De acordo com o Ministério Público de São Paulo (MPSP), os responsáveis pela execução do salto tinham pleno conhecimento dos riscos, mas deixaram de adotar medidas básicas de segurança, como a conferência da conexão da corda e a dupla checagem dos equipamentos. A denúncia também aponta que o grupo atuava sem definição clara de funções, explorava comercialmente a atividade sem inscrição no Cadastro de Prestadores de Serviços Turísticos (Cadastur) e não possuía seguro de responsabilidade civil.

“A inobservância técnica somava-se à irregularidade formal da própria atividade. Os denunciados exploravam comercialmente o rope jump sem inscrição no Cadastur, sem contratação de seguro de responsabilidade civil e sem a elaboração de termos de conhecimento, de responsabilidade e de ciência de risco a serem firmados pelos participantes”, argumentaram os promotores na denúncia.

A defesa de Maicon Fernandes e Luis Felipe Egoroff afirmou que discorda dos termos da denúncia. O advogado Rafael Gomes dos Santos declarou que “a defesa discorda das qualificadoras constantes na denúncia.
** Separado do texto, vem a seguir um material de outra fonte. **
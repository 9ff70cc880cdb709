use std::collections::{BTreeMap, HashMap};

use chrono::{DateTime, Utc};
use indexmap::IndexMap;
use log::warn;
use serde::{Deserialize, Serialize};

use super::client::RequestCounts;
use super::crawler::{CrawlOutput, CrawlRecord};
use super::types::{Job, Pipeline, Workflow};

/// Everything one crawl learned, keyed by pipeline number.
///
/// This is also the on-disk snapshot format for cached replays.
#[derive(Debug, Clone, Default, PartialEq, Serialize, Deserialize)]
pub struct CiData {
    pub generated_at: Option<DateTime<Utc>>,
    #[serde(default)]
    pub requests: RequestCounts,
    pub pipelines: BTreeMap<u64, PipelineEntry>,
}

#[derive(Debug, Clone, PartialEq, Serialize, Deserialize)]
pub struct PipelineEntry {
    pub pipeline: Pipeline,
    pub workflows: Vec<WorkflowEntry>,
    /// Workflow name → index in `workflows` of the most recently created
    /// instance with that name. Keys keep first-seen order.
    pub latest_by_name: IndexMap<String, usize>,
}

#[derive(Debug, Clone, PartialEq, Serialize, Deserialize)]
pub struct WorkflowEntry {
    pub workflow: Workflow,
    pub jobs: Vec<Job>,
}

impl CiData {
    /// Pipelines ordered by number, newest first.
    pub fn newest_first(&self) -> impl Iterator<Item = &PipelineEntry> {
        self.pipelines.values().rev()
    }

    /// Keeps only the pipelines accepted by `keep`.
    #[must_use]
    pub fn retain(mut self, keep: impl Fn(&Pipeline) -> bool) -> Self {
        self.pipelines.retain(|_, entry| keep(&entry.pipeline));
        self
    }
}

impl PipelineEntry {
    /// The current attempt of the workflow called `name`.
    pub fn latest(&self, name: &str) -> Option<&WorkflowEntry> {
        self.latest_by_name
            .get(name)
            .and_then(|&index| self.workflows.get(index))
    }
}

impl WorkflowEntry {
    /// The job called `name`; with duplicate names the last one wins.
    pub fn job(&self, name: &str) -> Option<&Job> {
        self.jobs.iter().rev().find(|job| job.name == name)
    }
}

/// Assembles crawl records into per-pipeline workflow and job lists.
///
/// Records may arrive in any order. A pipeline whose workflow listing is
/// missing, or a workflow whose job listing is missing, is kept with an
/// empty list rather than dropped.
pub fn aggregate(output: CrawlOutput) -> CiData {
    let mut pipelines = Vec::new();
    let mut workflows_by_pipeline: HashMap<String, Vec<Workflow>> = HashMap::new();
    let mut jobs_by_workflow: HashMap<String, Vec<Job>> = HashMap::new();

    for record in output.records {
        match record {
            CrawlRecord::Pipeline(pipeline) => pipelines.push(pipeline),
            CrawlRecord::Workflows {
                pipeline_id,
                workflows,
            } => {
                workflows_by_pipeline.insert(pipeline_id, workflows);
            }
            CrawlRecord::Jobs { workflow_id, jobs } => {
                jobs_by_workflow.insert(workflow_id, jobs);
            }
        }
    }

    let mut entries = BTreeMap::new();
    for pipeline in pipelines {
        let workflows = workflows_by_pipeline
            .remove(&pipeline.id)
            .unwrap_or_else(|| {
                warn!("No workflow listing for pipeline {}", pipeline.number);
                Vec::new()
            });

        let workflows: Vec<WorkflowEntry> = workflows
            .into_iter()
            .map(|workflow| {
                let jobs = jobs_by_workflow.remove(&workflow.id).unwrap_or_else(|| {
                    warn!("No job listing for workflow {}", workflow.id);
                    Vec::new()
                });
                WorkflowEntry { workflow, jobs }
            })
            .collect();

        let latest_by_name = latest_by_name(&workflows);
        entries.insert(
            pipeline.number,
            PipelineEntry {
                pipeline,
                workflows,
                latest_by_name,
            },
        );
    }

    CiData {
        generated_at: Some(Utc::now()),
        requests: output.requests,
        pipelines: entries,
    }
}

fn latest_by_name(workflows: &[WorkflowEntry]) -> IndexMap<String, usize> {
    let mut latest: IndexMap<String, usize> = IndexMap::new();

    for (index, entry) in workflows.iter().enumerate() {
        let candidate = &entry.workflow;
        if candidate.created_at.is_none() {
            warn!(
                "Workflow {} ({}) has no creation time",
                candidate.id, candidate.name
            );
        }

        let replace = match latest.get(&candidate.name) {
            Some(&current) => supersedes(&workflows[current].workflow, candidate),
            None => true,
        };
        if replace {
            latest.insert(candidate.name.clone(), index);
        }
    }

    latest
}

/// Whether `candidate` is a newer attempt than `current`.
///
/// Equal timestamps favour the later-listed instance. An instance without
/// a creation time never displaces one that has it.
fn supersedes(current: &Workflow, candidate: &Workflow) -> bool {
    match (current.created_at, candidate.created_at) {
        (Some(current), Some(candidate)) => candidate >= current,
        (Some(_), None) => false,
        (None, _) => true,
    }
}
Diante disso, a defesa demonstrará em Juízo a conduta culposa dos Réus, sem incidência de quaisquer qualificadoras para o crime”. Já os advogados de Vitor disseram que ainda analisam a decisão, enquanto a defesa de Evelyne não se pronunciou até o momento.

A Justiça também converteu a prisão temporária de Evelyne em preventiva, ou seja, ela permanecerá presa até o julgamento. Além disso, o tribunal arquivou o processo contra Kauê Felipe Silva Silveira, Luís Gustavo de Oliveira, João Antonio Pivetta Ribeiro da Silva e Gabriel Barros Martins, por não terem relação com a morte da jovem, conforme a investigação.

No dia do acidente, Maria Eduarda foi até a ponte para praticar rope jump, esporte radical que consiste em saltar de um local elevado preso por uma corda a uma âncora. Os instrutores, no entanto, não prenderam a corda à jovem, que foi lançada em queda livre de uma altura de 30 metros. Ela morreu na hora. Imagens de câmeras de segurança e vídeos feitos por testemunhas mostraram os três instrutores levantando e jogando a vítima do alto da ponte.

O Ministério Público também atribuiu a Evelyne a prática de fraude processual por ter ordenado a localização da câmera GoPro usada pela vítima e a exclusão do conteúdo, com o objetivo de dificultar a elucidação dos fatos. O equipamento permanece desaparecido.